Gov. Bill Haslam says the state is facing $160 million in budget reductions due to declining revenues.
He said that would mean no pay raises for state employees or teachers.
“Earlier this month, former Florida Gov. Jeb Bush was in Nashville and joined Sen. Lamar Alexander and me for a great discussion about education and workforce readiness,” said Haslam. “As I said to the audience of business leaders during the event, I don’t know of a more critical issue facing states than making sure citizens have the necessary skills and training for high quality, good-paying jobs.
“Let me turn to the budget. Later this week I will file an amendment to the fiscal year 2014-15 budget that identifies $160 million in reductions due to an ongoing decline in revenue collections and an additional $150 million to close the funding gap in the current budget for fiscal year 2013-14.
“The revenue collection decreases were caused by two things. First, a dip in sales tax collections after a modest holiday shopping season, followed by a long, cold winter that has kept shoppers indoors. Our state depends heavily on sales tax, and because so much commerce has shifted online without us being able to collect a majority of the taxes owed, that continues to have a negative impact on our budget year in and year out. For example, in fiscal year 2012-13, the state had an estimated revenue loss of nearly $332 million due to online commerce. Second, franchise and excise taxes, also known as business tax collections, which are often volatile, are down $215 million. This is a result of overpayments by businesses last year that are now resulting in credits and refunds.
“Budget reductions obviously aren’t much fun to report, but we are managing state government well and are making responsible choices to ensure a balanced budget. It is important to note that Tennessee’s economy continues to be strong. Tennessee businesses are performing well and continue to make decisions to create more jobs here.”
Haslam has announced details of his proposed amendment to the FY 2014-2015 budget, identifying $160 million in reductions due to an ongoing decline in revenue collections and an additional $150 million to close the funding gap in the current budget for FY 2013-14.

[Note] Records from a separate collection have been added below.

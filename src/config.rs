//! Run configuration and validation.
//!
//! [`Options`] holds raw, user-facing values (as parsed from the command
//! line). [`Options::validate`] checks them once, before any filesystem
//! work, and produces a typed [`Config`].

use std::fmt;
use std::str::FromStr;

use serde::{Deserialize, Serialize};

use crate::errors::TtreeError;
use crate::tokens::DEFAULT_ENCODING;

/// Default recursion limit for the scanner.
pub const DEFAULT_MAX_DEPTH: usize = 10;

/// Default output/input token ratio for cost estimates.
pub const DEFAULT_OUTPUT_RATIO: f64 = 0.5;

/// Names that are always skipped, at any depth.
pub const DEFAULT_IGNORE_PATTERNS: &[&str] = &[
    "node_modules",
    ".git",
    "dist",
    "build",
    ".next",
    ".vscode",
    ".idea",
    "*.log",
    ".DS_Store",
    "Thumbs.db",
];

/// Key used to order siblings.
#[derive(Debug, Clone, Copy, PartialEq, Eq, Default, Serialize, Deserialize)]
#[serde(rename_all = "lowercase")]
pub enum SortKey {
    /// Lexicographic by name.
    #[default]
    Name,
    /// Descending by size in bytes.
    Size,
    /// Descending by token count.
    Tokens,
}

impl fmt::Display for SortKey {
    fn fmt(&self, f: &mut fmt::Formatter<'_>) -> fmt::Result {
        match self {
            SortKey::Name => write!(f, "name"),
            SortKey::Size => write!(f, "size"),
            SortKey::Tokens => write!(f, "tokens"),
        }
    }
}

impl FromStr for SortKey {
    type Err = String;

    fn from_str(s: &str) -> Result<Self, Self::Err> {
        match s.to_lowercase().as_str() {
            "name" => Ok(SortKey::Name),
            "size" => Ok(SortKey::Size),
            "tokens" => Ok(SortKey::Tokens),
            _ => Err(format!("unknown sort key: {s} (expected name, size or tokens)")),
        }
    }
}

/// Raw options, before validation.
#[derive(Debug, Clone, Default, Serialize, Deserialize)]
#[serde(default)]
pub struct Options {
    pub max_depth: Option<i64>,
    pub ignore: Vec<String>,
    pub include: Vec<String>,
    pub encoding: Option<String>,
    pub json: bool,
    pub no_files: bool,
    pub sort: Option<String>,
    pub threshold: Option<i64>,
    pub cost: bool,
    pub models: Vec<String>,
    pub output_ratio: Option<f64>,
}

/// Validated configuration for one run.
#[derive(Debug, Clone, PartialEq)]
pub struct Config {
    pub max_depth: usize,
    /// Default patterns followed by user patterns.
    pub ignore: Vec<String>,
    pub include: Vec<String>,
    pub encoding: String,
    pub json: bool,
    pub no_files: bool,
    pub sort: SortKey,
    pub threshold: Option<usize>,
    pub cost: bool,
    pub models: Vec<String>,
    pub output_ratio: f64,
}

impl Default for Config {
    fn default() -> Self {
        Self {
            max_depth: DEFAULT_MAX_DEPTH,
            ignore: default_ignore_patterns(),
            include: Vec::new(),
            encoding: DEFAULT_ENCODING.to_string(),
            json: false,
            no_files: false,
            sort: SortKey::Name,
            threshold: None,
            cost: false,
            models: Vec::new(),
            output_ratio: DEFAULT_OUTPUT_RATIO,
        }
    }
}

fn default_ignore_patterns() -> Vec<String> {
    DEFAULT_IGNORE_PATTERNS.iter().map(|p| p.to_string()).collect()
}

/// Split comma-separated list items and drop empty ones.
fn split_list(values: &[String]) -> Vec<String> {
    values
        .iter()
        .flat_map(|v| v.split(','))
        .map(str::trim)
        .filter(|v| !v.is_empty())
        .map(str::to_string)
        .collect()
}

impl Options {
    /// Validate raw options, naming the first offending field on error.
    pub fn validate(&self) -> Result<Config, TtreeError> {
        let max_depth = match self.max_depth {
            None => DEFAULT_MAX_DEPTH,
            Some(depth) if depth > 0 => usize::try_from(depth)
                .map_err(|_| TtreeError::config("max_depth", format!("{depth} is too large")))?,
            Some(depth) => {
                return Err(TtreeError::config(
                    "max_depth",
                    format!("must be a positive integer, got {depth}"),
                ))
            }
        };

        let threshold = match self.threshold {
            None => None,
            Some(t) if t >= 0 => Some(
                usize::try_from(t)
                    .map_err(|_| TtreeError::config("threshold", format!("{t} is too large")))?,
            ),
            Some(t) => {
                return Err(TtreeError::config(
                    "threshold",
                    format!("must be non-negative, got {t}"),
                ))
            }
        };

        let sort = match &self.sort {
            None => SortKey::default(),
            Some(s) => s.parse().map_err(|e: String| TtreeError::config("sort", e))?,
        };

        let encoding = match &self.encoding {
            Some(e) if e.trim().is_empty() => {
                return Err(TtreeError::config("encoding", "must not be empty"))
            }
            Some(e) => e.trim().to_string(),
            None => DEFAULT_ENCODING.to_string(),
        };

        let output_ratio = match self.output_ratio {
            None => DEFAULT_OUTPUT_RATIO,
            Some(r) if r.is_finite() && r >= 0.0 => r,
            Some(r) => {
                return Err(TtreeError::config(
                    "output_ratio",
                    format!("must be a non-negative number, got {r}"),
                ))
            }
        };

        let mut ignore = default_ignore_patterns();
        ignore.extend(split_list(&self.ignore));

        Ok(Config {
            max_depth,
            ignore,
            include: split_list(&self.include),
            encoding,
            json: self.json,
            no_files: self.no_files,
            sort,
            threshold,
            cost: self.cost,
            models: split_list(&self.models),
            output_ratio,
        })
    }
}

While the budget amendment includes reductions, it keeps funding increases intact for key areas such as the Department of Children’s Services and the Department of Intellectual and Developmental Disabilities. The amendment proposal also preserves funding for the Basic Education Program’s (BEP) salary equity fund.

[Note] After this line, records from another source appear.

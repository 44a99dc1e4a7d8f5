use std::fs;
use std::path::Path;
use std::process::{Command, Output};

use tempfile::tempdir;

fn write_file(path: &Path, contents: &str) {
    fs::create_dir_all(path.parent().unwrap()).unwrap();
    fs::write(path, contents).unwrap();
}

fn ttree(args: &[&str]) -> Output {
    Command::new(env!("CARGO_BIN_EXE_ttree"))
        .args(args)
        .output()
        .unwrap()
}

fn json_output(output: &Output) -> serde_json::Value {
    let stdout = String::from_utf8(output.stdout.clone()).unwrap();
    serde_json::from_str(&stdout).unwrap()
}

fn child_names(node: &serde_json::Value) -> Vec<String> {
    node.get("children")
        .and_then(|c| c.as_array())
        .map(|children| {
            children
                .iter()
                .map(|c| c["name"].as_str().unwrap().to_string())
                .collect()
        })
        .unwrap_or_default()
}

#[test]
fn cli_json_respects_gitignore_and_default_ignores() {
    let dir = tempdir().unwrap();

    write_file(&dir.path().join("a.txt"), "hello world\n");
    write_file(&dir.path().join("sub/b.txt"), "ignored content\n");
    write_file(&dir.path().join("node_modules/pkg/index.js"), "module.exports = 1;\n");
    write_file(&dir.path().join(".gitignore"), "sub\n");

    let output = ttree(&[dir.path().to_str().unwrap(), "--json"]);
    assert!(output.status.success());

    let v = json_output(&output);
    let names = child_names(&v["tree"]);

    assert!(names.contains(&"a.txt".to_string()));
    assert!(!names.contains(&"sub".to_string()));
    assert!(!names.contains(&"node_modules".to_string()));

    assert_eq!(v["tree"]["type"], "directory");
    assert_eq!(v["stats"]["totalDirectories"], 1);
    assert_eq!(v["stats"]["totalFiles"], 2);
    assert!(v["stats"]["totalTokens"].as_u64().unwrap() > 0);
    assert!(v.get("costs").is_none());
}

#[test]
fn cli_directory_totals_survive_threshold() {
    let dir = tempdir().unwrap();

    write_file(&dir.path().join("docs/big.md"), &"word ".repeat(200));
    write_file(&dir.path().join("docs/small.md"), "hi");

    let full = json_output(&ttree(&[dir.path().to_str().unwrap(), "--json"]));
    let filtered = json_output(&ttree(&[
        dir.path().to_str().unwrap(),
        "--json",
        "--threshold",
        "50",
    ]));

    let docs_full = &full["tree"]["children"][0];
    let docs_filtered = &filtered["tree"]["children"][0];

    assert_eq!(child_names(docs_full), vec!["big.md", "small.md"]);
    assert_eq!(child_names(docs_filtered), vec!["big.md"]);
    assert_eq!(docs_full["tokens"], docs_filtered["tokens"]);
    assert_eq!(full["stats"]["totalTokens"], filtered["stats"]["totalTokens"]);
}

#[test]
fn cli_text_output_has_tree_and_stats() {
    let dir = tempdir().unwrap();

    write_file(&dir.path().join("src/main.rs"), "fn main() {}\n");
    write_file(&dir.path().join("logo.png"), "binary-ish");

    let output = ttree(&[dir.path().to_str().unwrap(), "--no-color", "--sort", "tokens"]);
    assert!(output.status.success());

    let stdout = String::from_utf8(output.stdout).unwrap();
    assert!(stdout.contains("├── src/ ("));
    assert!(stdout.contains("│   └── main.rs ("));
    assert!(stdout.contains("└── logo.png (0 tokens)"));
    assert!(stdout.contains("\nTotal: "));
    assert!(stdout.contains("Files: 2, Directories: 2"));
    assert!(!stdout.contains('\u{1b}'));
}

#[test]
fn cli_no_files_and_max_depth() {
    let dir = tempdir().unwrap();

    write_file(&dir.path().join("a/b/c/deep.txt"), "deep text");
    write_file(&dir.path().join("top.txt"), "top");

    let output = ttree(&[
        dir.path().to_str().unwrap(),
        "--json",
        "--no-files",
        "-d",
        "1",
    ]);
    assert!(output.status.success());

    let v = json_output(&output);
    assert_eq!(child_names(&v["tree"]), vec!["a"]);
    assert_eq!(child_names(&v["tree"]["children"][0]), vec!["b"]);
    assert_eq!(child_names(&v["tree"]["children"][0]["children"][0]), Vec::<String>::new());
    assert_eq!(v["stats"]["totalFiles"], 0);
}

#[test]
fn cli_cost_json() {
    let dir = tempdir().unwrap();
    write_file(&dir.path().join("a.txt"), "some text to price\n");

    let output = ttree(&[
        dir.path().to_str().unwrap(),
        "--json",
        "--cost",
        "--models",
        "gpt-4o,gpt-4o-mini",
    ]);
    assert!(output.status.success());

    let v = json_output(&output);
    let costs = v["costs"].as_array().unwrap();
    assert_eq!(costs.len(), 2);
    assert_eq!(costs[0]["modelId"], "gpt-4o");
}

#[test]
fn cli_negative_threshold_is_config_error() {
    let dir = tempdir().unwrap();

    let output = ttree(&[dir.path().to_str().unwrap(), "--json", "--threshold", "-1"]);
    assert_eq!(output.status.code(), Some(2));

    let stderr = String::from_utf8(output.stderr).unwrap();
    let line = stderr.lines().last().unwrap();
    let v: serde_json::Value = serde_json::from_str(line).unwrap();
    assert!(v["error"].as_str().unwrap().contains("threshold"));
}

#[test]
fn cli_zero_max_depth_is_config_error() {
    let dir = tempdir().unwrap();
    let output = ttree(&[dir.path().to_str().unwrap(), "--max-depth", "0"]);
    assert_eq!(output.status.code(), Some(2));
}

#[test]
fn cli_missing_root_exits_3() {
    let dir = tempdir().unwrap();
    let missing = dir.path().join("does-not-exist");

    let output = ttree(&[missing.to_str().unwrap()]);
    assert_eq!(output.status.code(), Some(3));

    let stderr = String::from_utf8(output.stderr).unwrap();
    assert!(stderr.contains("error:"));
}

#[test]
fn cli_unknown_encoding_exits_4() {
    let dir = tempdir().unwrap();
    write_file(&dir.path().join("a.txt"), "hello");

    let output = ttree(&[dir.path().to_str().unwrap(), "-e", "no-such-encoding"]);
    assert_eq!(output.status.code(), Some(4));
}

#[test]
fn cli_completions() {
    let output = ttree(&["--completions", "bash"]);
    assert!(output.status.success());

    let stdout = String::from_utf8(output.stdout).unwrap();
    assert!(stdout.contains("ttree"));
}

“Tennessee’s economy continues to be strong even as revenue collections have come in under estimates,” Haslam said. “Tennessee businesses are performing well and continue to make decisions to create more jobs here. What we’re seeing is a drop in business tax collections, which is a result of the reconciliation of overpayments that were made in the past.”
The revenue collection decreases reflected in the budget amendment include a dip in sales tax collections after a modest holiday season, followed by a long, cold winter that has kept shoppers indoors.

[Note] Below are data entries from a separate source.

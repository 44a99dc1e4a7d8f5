//! Token counting for LLM context budget management.
//!
//! Uses tiktoken-rs for OpenAI-compatible token counts. A [`Tokenizer`] is
//! loaded once per run and borrowed by the tree builder; dropping it
//! releases the loaded vocabulary.

use std::fs;
use std::io;
use std::path::{Path, PathBuf};

use thiserror::Error;
use tiktoken_rs::CoreBPE;

use crate::filter::is_text_file;

/// Default encoding (GPT-4o family).
pub const DEFAULT_ENCODING: &str = "o200k_base";

/// Files larger than this are not tokenized (50 MiB).
pub const MAX_FILE_SIZE: u64 = 50 * 1024 * 1024;

/// Errors from tokenizer setup and per-file counting.
#[derive(Debug, Error)]
pub enum TokenError {
    #[error("unknown encoding or model: {name}")]
    UnknownEncoding { name: String },

    #[error("failed to load encoding {name}: {message}")]
    Load { name: String, message: String },

    #[error("file too large ({size} bytes): {path}")]
    OversizedFile { path: PathBuf, size: u64 },

    #[error("cannot read {path}: {source}")]
    Unreadable {
        path: PathBuf,
        #[source]
        source: io::Error,
    },
}

/// Token encoding to use for counting.
#[derive(Debug, Clone, Copy, PartialEq, Eq, Default)]
pub enum Encoding {
    /// o200k_base: GPT-4o
    #[default]
    O200kBase,
    /// cl100k_base: GPT-4, GPT-3.5-turbo
    Cl100kBase,
    /// p50k_base: Codex, text-davinci-002/003
    P50kBase,
    /// p50k_edit: edit models
    P50kEdit,
    /// r50k_base: GPT-3
    R50kBase,
}

impl std::fmt::Display for Encoding {
    fn fmt(&self, f: &mut std::fmt::Formatter<'_>) -> std::fmt::Result {
        match self {
            Encoding::O200kBase => write!(f, "o200k_base"),
            Encoding::Cl100kBase => write!(f, "cl100k_base"),
            Encoding::P50kBase => write!(f, "p50k_base"),
            Encoding::P50kEdit => write!(f, "p50k_edit"),
            Encoding::R50kBase => write!(f, "r50k_base"),
        }
    }
}

impl std::str::FromStr for Encoding {
    type Err = String;

    fn from_str(s: &str) -> Result<Self, Self::Err> {
        match s.to_lowercase().as_str() {
            "o200k" | "o200k_base" => Ok(Encoding::O200kBase),
            "cl100k" | "cl100k_base" => Ok(Encoding::Cl100kBase),
            "p50k" | "p50k_base" => Ok(Encoding::P50kBase),
            "p50k_edit" => Ok(Encoding::P50kEdit),
            "r50k" | "r50k_base" | "gpt2" => Ok(Encoding::R50kBase),
            _ => Err(format!("unknown encoding: {}", s)),
        }
    }
}

impl Encoding {
    fn load(self) -> Result<CoreBPE, TokenError> {
        let result = match self {
            Encoding::O200kBase => tiktoken_rs::o200k_base(),
            Encoding::Cl100kBase => tiktoken_rs::cl100k_base(),
            Encoding::P50kBase => tiktoken_rs::p50k_base(),
            Encoding::P50kEdit => tiktoken_rs::p50k_edit(),
            Encoding::R50kBase => tiktoken_rs::r50k_base(),
        };
        result.map_err(|e| TokenError::Load {
            name: self.to_string(),
            message: e.to_string(),
        })
    }
}

/// Anything that can turn text into a token count.
///
/// Implementations must not fail: text that cannot be tokenized counts as
/// zero.
pub trait TokenCounter {
    fn count(&self, text: &str) -> usize;
}

/// A loaded tiktoken vocabulary.
///
/// # Examples
///
/// ```no_run
/// use ttree::tokens::{TokenCounter, Tokenizer};
///
/// let tokenizer = Tokenizer::new("cl100k_base").unwrap();
/// assert!(tokenizer.count("Hello, world!") > 0);
/// ```
pub struct Tokenizer {
    name: String,
    bpe: CoreBPE,
}

impl Tokenizer {
    /// Load the tokenizer for an encoding name (`o200k_base`, `cl100k`, ...)
    /// or a model name (`gpt-4o`, `gpt-3.5-turbo`, ...).
    pub fn new(name: &str) -> Result<Self, TokenError> {
        let bpe = match name.parse::<Encoding>() {
            Ok(encoding) => encoding.load()?,
            Err(_) => tiktoken_rs::get_bpe_from_model(name).map_err(|_| {
                TokenError::UnknownEncoding {
                    name: name.to_string(),
                }
            })?,
        };

        log::debug!("loaded tokenizer {name}");
        Ok(Self {
            name: name.to_string(),
            bpe,
        })
    }

    /// The encoding or model name this tokenizer was created from.
    pub fn name(&self) -> &str {
        &self.name
    }
}

impl TokenCounter for Tokenizer {
    fn count(&self, text: &str) -> usize {
        self.bpe.encode_ordinary(text).len()
    }
}

impl Drop for Tokenizer {
    fn drop(&mut self) {
        log::trace!("released tokenizer {}", self.name);
    }
}

impl std::fmt::Debug for Tokenizer {
    fn fmt(&self, f: &mut std::fmt::Formatter<'_>) -> std::fmt::Result {
        f.debug_struct("Tokenizer").field("name", &self.name).finish()
    }
}

/// Count the tokens in a file on disk.
///
/// Binary files (by extension) count as zero without being read. Files over
/// [`MAX_FILE_SIZE`] and unreadable files are reported as errors so the
/// caller can log them and substitute zero.
pub fn count_file_tokens(
    counter: &dyn TokenCounter,
    path: &Path,
    size: u64,
) -> Result<usize, TokenError> {
    if !is_text_file(path) {
        return Ok(0);
    }

    if size > MAX_FILE_SIZE {
        return Err(TokenError::OversizedFile {
            path: path.to_path_buf(),
            size,
        });
    }

    let bytes = fs::read(path).map_err(|source| TokenError::Unreadable {
        path: path.to_path_buf(),
        source,
    })?;

    // Size can change between the scan and the read.
    if bytes.len() as u64 > MAX_FILE_SIZE {
        return Err(TokenError::OversizedFile {
            path: path.to_path_buf(),
            size: bytes.len() as u64,
        });
    }

    let content = String::from_utf8_lossy(&bytes);
    Ok(counter.count(&content))
}

#[cfg(test)]
pub(crate) mod testing {
    use super::TokenCounter;

    /// Counts whitespace-separated words; deterministic stand-in for BPE.
    pub struct WordCounter;

    impl TokenCounter for WordCounter {
        fn count(&self, text: &str) -> usize {
            text.split_whitespace().count()
        }
    }
}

In addition, Tennessee is currently not able to collect the entire amount of sales tax owed to the state from purchases made online. In FY 2012-13, the state had an estimated revenue loss of nearly $332 million due to online commerce.
Franchise and excise taxes, a type of business tax, are often volatile and are down $215 million due to overpayments by businesses last year that are now resulting in credits and refunds.
Revisions to the governor’s budget proposal include:
• Savings from automating TennCare’s eligibility system — $6.5 million
• Contract reductions to Families First vendors — $4.75 million
• TennCare provider rate reduction — $18.5 million
• Eliminating pay increases for state employees and teachers — $72 million
• Reducing next year’s funding for Higher Education to the current funding level, eliminating proposed increase — $12.9 million
• Reduction of the BEP Growth Fund — $5 million
• Recognizing savings in the Career Ladder program — $4 million
• Reducing proposed funding for the Rainy Day Fund by $4.8 million, which preserves an investment of $35.5 million bringing the state’s savings account to $491.5 million on June 30, 2015.
The governor’s amendment eliminates a proposed increase to health insurance premiums for state employees and teachers to provide them some compensation.
Haslam presented his original budget proposal, SB 2596/HB 2501, on Feb. 3. It was based on revenue collections from November 2013 and was put together in mid-December when Tennessee budgets are historically done.
The $150 million gap in the current FY 2013-14 budget will be closed by capitalizing on efficiencies departments have been making throughout the year and by right-sizing several reserve funds. Rainy Day Fund dollars will not be used.